- [TASK STATEMENT]:
Scan the records for "BeltInstance" and copy each line that contains it.

- [RECORDED INFORMATION]:
____

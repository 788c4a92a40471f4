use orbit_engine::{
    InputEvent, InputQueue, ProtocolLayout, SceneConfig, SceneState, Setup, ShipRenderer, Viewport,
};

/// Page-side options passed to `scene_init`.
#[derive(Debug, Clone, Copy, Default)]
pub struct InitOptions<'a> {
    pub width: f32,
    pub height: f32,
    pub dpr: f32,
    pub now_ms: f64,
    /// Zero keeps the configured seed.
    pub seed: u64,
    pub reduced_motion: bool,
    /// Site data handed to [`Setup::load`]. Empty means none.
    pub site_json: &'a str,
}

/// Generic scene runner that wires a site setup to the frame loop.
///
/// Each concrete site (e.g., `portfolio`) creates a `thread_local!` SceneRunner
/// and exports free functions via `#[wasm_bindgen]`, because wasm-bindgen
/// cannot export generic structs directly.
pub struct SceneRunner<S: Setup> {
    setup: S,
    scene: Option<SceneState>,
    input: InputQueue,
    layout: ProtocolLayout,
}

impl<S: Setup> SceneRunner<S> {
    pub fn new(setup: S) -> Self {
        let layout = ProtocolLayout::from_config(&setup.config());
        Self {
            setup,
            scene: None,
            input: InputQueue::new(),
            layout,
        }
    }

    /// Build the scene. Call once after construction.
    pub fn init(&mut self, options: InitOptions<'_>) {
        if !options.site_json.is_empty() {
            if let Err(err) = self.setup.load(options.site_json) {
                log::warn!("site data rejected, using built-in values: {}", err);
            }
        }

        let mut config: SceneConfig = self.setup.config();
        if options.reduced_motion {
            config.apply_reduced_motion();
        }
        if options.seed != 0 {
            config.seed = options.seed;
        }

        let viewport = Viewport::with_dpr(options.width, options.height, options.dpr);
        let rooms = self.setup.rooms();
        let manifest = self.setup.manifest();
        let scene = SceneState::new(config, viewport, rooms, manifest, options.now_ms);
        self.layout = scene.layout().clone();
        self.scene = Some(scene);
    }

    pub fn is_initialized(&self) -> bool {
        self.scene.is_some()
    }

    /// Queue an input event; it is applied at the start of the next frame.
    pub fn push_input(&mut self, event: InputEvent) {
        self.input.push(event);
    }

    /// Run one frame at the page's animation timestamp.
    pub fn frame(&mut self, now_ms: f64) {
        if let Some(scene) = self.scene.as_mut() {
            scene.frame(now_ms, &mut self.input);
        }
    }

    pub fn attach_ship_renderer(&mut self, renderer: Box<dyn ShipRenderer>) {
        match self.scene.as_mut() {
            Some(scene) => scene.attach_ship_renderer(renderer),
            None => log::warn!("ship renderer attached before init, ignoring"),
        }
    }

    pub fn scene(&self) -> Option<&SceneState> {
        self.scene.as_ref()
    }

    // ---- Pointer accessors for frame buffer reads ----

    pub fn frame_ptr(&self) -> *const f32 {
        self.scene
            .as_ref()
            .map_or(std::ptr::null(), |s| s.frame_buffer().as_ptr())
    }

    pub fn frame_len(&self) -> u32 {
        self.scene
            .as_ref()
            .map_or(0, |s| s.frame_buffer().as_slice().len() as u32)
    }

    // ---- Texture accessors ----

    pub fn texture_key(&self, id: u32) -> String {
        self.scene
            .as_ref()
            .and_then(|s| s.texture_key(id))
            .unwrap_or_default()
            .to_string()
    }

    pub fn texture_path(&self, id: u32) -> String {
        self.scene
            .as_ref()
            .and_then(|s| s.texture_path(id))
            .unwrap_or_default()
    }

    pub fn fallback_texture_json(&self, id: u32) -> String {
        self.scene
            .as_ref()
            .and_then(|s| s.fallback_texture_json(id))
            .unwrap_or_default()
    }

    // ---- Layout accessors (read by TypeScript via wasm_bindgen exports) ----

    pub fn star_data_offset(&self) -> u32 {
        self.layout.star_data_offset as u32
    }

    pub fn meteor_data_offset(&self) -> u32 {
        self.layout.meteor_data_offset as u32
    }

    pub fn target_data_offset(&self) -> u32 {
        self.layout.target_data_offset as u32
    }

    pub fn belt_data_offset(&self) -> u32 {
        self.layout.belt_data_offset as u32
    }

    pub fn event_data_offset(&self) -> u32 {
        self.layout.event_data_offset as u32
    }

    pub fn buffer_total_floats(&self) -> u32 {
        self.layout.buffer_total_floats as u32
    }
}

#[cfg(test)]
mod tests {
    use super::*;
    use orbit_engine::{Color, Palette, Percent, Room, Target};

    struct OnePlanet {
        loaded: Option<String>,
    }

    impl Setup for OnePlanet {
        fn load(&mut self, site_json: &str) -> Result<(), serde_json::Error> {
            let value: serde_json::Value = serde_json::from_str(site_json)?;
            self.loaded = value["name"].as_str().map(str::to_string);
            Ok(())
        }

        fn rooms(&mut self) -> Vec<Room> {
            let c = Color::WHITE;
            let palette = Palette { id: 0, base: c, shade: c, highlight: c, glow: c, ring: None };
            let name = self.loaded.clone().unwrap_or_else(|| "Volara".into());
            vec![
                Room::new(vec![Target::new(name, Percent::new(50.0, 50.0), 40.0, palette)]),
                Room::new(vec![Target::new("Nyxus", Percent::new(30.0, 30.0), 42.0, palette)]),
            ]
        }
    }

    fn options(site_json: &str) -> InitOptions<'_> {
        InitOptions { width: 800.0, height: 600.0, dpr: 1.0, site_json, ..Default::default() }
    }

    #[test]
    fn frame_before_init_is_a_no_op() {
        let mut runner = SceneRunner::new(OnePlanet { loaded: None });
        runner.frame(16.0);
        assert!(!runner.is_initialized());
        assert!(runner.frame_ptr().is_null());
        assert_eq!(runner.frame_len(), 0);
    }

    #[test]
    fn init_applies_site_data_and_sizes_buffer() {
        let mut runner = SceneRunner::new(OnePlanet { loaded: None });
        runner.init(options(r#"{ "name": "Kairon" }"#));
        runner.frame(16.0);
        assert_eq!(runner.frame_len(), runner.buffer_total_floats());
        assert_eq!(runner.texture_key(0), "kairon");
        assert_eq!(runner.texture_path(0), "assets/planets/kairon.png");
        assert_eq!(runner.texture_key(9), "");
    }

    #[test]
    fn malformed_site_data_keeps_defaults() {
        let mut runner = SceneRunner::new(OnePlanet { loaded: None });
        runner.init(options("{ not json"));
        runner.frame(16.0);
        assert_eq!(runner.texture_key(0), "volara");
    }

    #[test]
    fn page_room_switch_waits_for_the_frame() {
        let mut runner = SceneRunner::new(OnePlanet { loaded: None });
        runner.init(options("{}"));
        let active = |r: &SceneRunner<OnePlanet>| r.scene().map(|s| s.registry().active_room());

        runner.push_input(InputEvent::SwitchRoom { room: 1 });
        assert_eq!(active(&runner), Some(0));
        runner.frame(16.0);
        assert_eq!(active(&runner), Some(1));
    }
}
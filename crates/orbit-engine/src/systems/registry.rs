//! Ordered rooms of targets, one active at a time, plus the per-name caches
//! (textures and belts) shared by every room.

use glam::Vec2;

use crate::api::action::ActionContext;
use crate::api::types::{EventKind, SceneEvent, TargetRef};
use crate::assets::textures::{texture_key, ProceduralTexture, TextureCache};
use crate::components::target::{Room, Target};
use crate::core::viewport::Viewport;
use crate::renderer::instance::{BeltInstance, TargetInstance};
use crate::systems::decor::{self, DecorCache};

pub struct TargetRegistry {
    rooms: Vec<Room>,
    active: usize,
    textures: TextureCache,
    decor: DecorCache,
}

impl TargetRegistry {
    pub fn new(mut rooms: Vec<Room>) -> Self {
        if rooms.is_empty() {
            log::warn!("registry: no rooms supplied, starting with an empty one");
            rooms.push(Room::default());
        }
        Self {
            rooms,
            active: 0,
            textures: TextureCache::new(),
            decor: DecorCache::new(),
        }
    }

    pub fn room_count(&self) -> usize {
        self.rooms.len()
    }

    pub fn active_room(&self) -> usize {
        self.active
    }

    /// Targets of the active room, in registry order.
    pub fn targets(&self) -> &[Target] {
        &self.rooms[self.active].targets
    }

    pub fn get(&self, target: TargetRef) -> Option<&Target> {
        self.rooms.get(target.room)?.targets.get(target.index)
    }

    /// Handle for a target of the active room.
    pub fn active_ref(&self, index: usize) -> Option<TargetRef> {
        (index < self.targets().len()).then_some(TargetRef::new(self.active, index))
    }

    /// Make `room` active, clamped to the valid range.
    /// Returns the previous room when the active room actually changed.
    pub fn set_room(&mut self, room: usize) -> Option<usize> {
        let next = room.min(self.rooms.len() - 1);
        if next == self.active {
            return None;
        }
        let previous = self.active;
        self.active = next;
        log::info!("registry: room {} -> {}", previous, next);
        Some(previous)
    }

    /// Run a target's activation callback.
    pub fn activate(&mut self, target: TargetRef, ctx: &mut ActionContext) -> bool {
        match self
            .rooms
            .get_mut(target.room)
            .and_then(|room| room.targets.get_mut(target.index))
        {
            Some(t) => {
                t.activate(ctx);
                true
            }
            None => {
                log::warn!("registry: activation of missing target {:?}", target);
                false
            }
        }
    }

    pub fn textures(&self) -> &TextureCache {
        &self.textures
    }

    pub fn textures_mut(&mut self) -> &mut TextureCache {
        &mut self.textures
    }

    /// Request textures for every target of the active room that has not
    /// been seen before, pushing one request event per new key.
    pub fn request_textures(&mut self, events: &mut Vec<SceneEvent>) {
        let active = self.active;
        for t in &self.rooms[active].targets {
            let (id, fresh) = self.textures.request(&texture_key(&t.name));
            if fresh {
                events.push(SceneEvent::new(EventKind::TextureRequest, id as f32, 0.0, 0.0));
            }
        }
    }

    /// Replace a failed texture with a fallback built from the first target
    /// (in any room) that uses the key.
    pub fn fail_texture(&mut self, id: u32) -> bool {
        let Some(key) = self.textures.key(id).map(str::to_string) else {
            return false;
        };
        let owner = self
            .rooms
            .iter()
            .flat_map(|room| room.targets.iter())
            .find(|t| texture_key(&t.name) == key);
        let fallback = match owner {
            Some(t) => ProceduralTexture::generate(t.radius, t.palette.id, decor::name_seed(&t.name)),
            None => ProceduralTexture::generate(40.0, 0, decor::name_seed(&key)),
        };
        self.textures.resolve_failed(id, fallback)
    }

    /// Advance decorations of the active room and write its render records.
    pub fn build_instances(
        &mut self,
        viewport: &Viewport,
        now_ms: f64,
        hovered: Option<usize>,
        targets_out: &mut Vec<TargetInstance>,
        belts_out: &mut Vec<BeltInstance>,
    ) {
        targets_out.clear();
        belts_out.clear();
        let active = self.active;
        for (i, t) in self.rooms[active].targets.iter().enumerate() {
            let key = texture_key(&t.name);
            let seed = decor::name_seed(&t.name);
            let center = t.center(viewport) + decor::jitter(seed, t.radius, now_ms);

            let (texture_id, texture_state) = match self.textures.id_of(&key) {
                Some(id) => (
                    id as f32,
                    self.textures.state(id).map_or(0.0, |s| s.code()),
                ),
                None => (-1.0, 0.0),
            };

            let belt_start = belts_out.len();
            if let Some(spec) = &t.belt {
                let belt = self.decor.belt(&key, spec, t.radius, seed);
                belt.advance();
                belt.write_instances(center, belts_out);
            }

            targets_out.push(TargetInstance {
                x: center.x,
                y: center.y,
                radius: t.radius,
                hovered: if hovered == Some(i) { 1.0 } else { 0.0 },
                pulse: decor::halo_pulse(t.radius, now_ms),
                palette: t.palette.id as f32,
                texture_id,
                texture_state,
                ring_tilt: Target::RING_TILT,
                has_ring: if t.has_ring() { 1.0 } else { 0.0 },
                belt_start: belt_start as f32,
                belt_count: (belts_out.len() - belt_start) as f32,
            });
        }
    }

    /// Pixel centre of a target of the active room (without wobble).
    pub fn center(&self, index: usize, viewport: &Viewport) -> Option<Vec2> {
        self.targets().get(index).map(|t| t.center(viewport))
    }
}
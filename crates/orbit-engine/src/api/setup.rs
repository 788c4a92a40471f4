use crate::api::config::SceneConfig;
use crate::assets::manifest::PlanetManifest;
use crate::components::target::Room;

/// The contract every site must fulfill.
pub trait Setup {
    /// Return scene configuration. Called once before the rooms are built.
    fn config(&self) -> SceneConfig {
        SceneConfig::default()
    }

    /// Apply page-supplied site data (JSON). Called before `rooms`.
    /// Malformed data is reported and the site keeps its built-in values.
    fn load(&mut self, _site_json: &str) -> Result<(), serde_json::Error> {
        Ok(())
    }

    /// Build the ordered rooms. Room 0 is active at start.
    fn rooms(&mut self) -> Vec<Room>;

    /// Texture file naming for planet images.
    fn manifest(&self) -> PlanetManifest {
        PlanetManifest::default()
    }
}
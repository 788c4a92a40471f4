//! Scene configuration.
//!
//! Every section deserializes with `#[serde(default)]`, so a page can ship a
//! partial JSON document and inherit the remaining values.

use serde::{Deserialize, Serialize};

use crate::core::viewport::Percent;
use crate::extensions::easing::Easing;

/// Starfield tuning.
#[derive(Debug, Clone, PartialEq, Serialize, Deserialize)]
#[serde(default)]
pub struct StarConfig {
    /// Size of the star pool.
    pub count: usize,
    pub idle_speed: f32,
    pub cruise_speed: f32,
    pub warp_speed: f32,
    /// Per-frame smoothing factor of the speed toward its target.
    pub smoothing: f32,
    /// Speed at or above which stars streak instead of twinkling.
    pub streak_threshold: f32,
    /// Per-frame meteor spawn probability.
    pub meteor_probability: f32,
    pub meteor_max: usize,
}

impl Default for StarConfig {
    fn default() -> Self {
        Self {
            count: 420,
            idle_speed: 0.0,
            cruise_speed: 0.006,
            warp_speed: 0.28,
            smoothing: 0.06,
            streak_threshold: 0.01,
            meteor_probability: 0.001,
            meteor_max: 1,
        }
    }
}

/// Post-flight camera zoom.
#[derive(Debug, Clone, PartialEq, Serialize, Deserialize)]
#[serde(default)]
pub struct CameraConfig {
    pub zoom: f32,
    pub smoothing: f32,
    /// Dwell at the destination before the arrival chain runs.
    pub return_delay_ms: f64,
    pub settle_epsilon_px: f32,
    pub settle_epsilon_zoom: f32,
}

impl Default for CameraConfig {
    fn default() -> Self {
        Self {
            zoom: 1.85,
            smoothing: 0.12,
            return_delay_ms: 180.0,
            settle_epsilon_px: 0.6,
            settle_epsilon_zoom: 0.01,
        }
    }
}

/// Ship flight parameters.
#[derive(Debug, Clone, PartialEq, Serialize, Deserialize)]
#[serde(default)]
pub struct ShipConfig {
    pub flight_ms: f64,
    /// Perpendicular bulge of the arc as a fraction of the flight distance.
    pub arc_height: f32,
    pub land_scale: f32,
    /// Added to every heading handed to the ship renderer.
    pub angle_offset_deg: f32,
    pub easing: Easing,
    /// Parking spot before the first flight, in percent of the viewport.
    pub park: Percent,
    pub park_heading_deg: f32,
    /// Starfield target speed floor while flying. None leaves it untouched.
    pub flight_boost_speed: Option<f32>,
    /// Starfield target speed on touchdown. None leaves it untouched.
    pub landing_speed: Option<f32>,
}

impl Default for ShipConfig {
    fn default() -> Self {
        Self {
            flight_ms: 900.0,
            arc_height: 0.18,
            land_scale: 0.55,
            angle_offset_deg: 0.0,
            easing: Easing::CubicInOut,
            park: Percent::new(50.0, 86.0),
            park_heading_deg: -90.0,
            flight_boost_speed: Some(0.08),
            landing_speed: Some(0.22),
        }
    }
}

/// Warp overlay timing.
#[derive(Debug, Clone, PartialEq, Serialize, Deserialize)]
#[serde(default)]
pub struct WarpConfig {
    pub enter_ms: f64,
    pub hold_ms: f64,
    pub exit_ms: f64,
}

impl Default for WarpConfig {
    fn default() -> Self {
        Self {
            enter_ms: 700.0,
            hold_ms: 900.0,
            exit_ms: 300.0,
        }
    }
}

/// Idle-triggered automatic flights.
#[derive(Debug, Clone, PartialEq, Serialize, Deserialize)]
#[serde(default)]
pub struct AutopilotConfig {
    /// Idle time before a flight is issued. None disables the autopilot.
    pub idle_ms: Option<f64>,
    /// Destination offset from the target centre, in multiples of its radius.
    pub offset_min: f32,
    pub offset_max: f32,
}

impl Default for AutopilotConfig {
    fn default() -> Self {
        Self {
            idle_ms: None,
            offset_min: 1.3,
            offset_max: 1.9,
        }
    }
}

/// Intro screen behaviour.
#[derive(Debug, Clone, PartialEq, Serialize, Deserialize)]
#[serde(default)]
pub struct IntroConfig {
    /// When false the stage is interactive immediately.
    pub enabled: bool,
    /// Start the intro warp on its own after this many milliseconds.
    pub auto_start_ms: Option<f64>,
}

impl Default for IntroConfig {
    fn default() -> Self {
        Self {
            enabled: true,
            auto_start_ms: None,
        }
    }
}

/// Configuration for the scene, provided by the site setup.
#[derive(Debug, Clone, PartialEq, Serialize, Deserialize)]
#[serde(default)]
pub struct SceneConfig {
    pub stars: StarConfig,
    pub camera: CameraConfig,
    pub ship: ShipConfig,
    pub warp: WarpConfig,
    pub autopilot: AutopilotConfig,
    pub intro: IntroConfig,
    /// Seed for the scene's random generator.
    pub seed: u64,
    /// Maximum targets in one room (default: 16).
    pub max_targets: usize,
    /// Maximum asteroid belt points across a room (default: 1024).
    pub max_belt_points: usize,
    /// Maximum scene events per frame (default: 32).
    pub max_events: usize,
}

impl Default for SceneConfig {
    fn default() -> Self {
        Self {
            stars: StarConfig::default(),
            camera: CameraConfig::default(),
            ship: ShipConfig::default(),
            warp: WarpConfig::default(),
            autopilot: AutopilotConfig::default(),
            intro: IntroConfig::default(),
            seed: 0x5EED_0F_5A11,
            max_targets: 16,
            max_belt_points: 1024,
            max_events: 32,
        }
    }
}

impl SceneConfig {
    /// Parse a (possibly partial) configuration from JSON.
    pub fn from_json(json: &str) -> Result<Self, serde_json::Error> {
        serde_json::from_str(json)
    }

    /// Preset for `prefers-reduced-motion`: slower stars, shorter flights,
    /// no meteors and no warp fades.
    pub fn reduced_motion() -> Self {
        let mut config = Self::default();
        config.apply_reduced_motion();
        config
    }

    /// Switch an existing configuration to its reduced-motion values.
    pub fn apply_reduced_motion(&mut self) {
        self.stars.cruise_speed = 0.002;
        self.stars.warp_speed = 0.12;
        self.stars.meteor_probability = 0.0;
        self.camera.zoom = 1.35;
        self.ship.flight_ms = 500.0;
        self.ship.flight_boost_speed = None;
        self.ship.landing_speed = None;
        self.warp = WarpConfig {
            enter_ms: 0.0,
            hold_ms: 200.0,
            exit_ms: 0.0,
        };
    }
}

____

- [EXPECTED ANSWER]:
use crate::renderer::instance::{BeltInstance, TargetInstance};
        belts_out: &mut Vec<BeltInstance>,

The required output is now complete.